A reader should be able to skip the rest of the doc and still know the story.
## Impact
- **Duration**: HH:MM - HH:MM UTC (XX min)
- **Scope**: which users / regions / features
- **Magnitude**: requests failed, $$$, NPS, support tickets, etc.
- **Detection**: how we found out (alert / customer / engineer)
- **Time to detect**: X min
- **Time to mitigate**: X min
## Root cause
1 paragraph. THE single technical cause, separated from contributing factors.
"The cache key included the user's locale; locale was undefined for SSO users;
the lookup matched any user, returning the wrong session." — that's a root cause.
NOT: "Multiple things went wrong including X, Y, and Z." Pick the actual cause.
## Contributing factors
3-5 bullets. The conditions that made the root cause possible:
- Why the bug existed (recent refactor, missing test, etc.)
- Why it wasn't caught (missing alert, no canary, deploy gates)

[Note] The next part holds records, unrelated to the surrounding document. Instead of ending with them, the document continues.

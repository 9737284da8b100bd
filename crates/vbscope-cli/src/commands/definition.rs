//! Definition command - shows where the name at a position is declared

use anyhow::Result;
use clap::Args;
use vbscope_core::Position;

use super::{PositionArgs, find_document, load_project};
use crate::output::pretty::PrettyFormatter;

#[derive(Args, Debug)]
pub struct DefinitionArgs {
    #[command(flatten)]
    pub query: PositionArgs,
}

impl DefinitionArgs {
    pub fn run(&self) -> Result<()> {
        let loaded = load_project(&self.query.path)?;
        let uri = find_document(&loaded.project, &self.query.document)?;
        let position = Position::new(self.query.line, self.query.character);

        let links = loaded.project.go_to_definition(&uri, position)?;

        match self.query.format.as_str() {
            "json" => println!("{}", serde_json::to_string_pretty(&links)?),
            _ => print!("{}", PrettyFormatter::new().format_definitions(&links)),
        }

        Ok(())
    }
}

- Why it took so long to mitigate (runbook missing, on-call lacked access)
## Timeline (UTC)
| Time | Event |
|------|-------|
| 14:02 | Deploy of build #4823 begins |
| 14:07 | First 5xx alert fires (#prod-checkout) |
| ... | ... |
Keep entries factual. Skip "decided to look into it" — useless filler.
## What went well
2-3 specific things. "Datadog APM trace let us narrow to one service in 90 seconds."
Don't be performative — only write it if it's true.
## What went wrong (response, not cause)
2-3 specific things. "Runbook for cache invalidation was for the old cluster."
Don't blame people; blame missing safeguards.
## Action items
| Action | Owner | Due | Tracking |
|--------|-------|-----|----------|
| Add canary deploy stage to checkout | @alex | May 15 | PROJ-3401 |
Each action must have:
- A specific deliverable (not "improve testing")
- A real owner (not "the team")
- A due date (not "soon")
- A linked ticket (not "TBD")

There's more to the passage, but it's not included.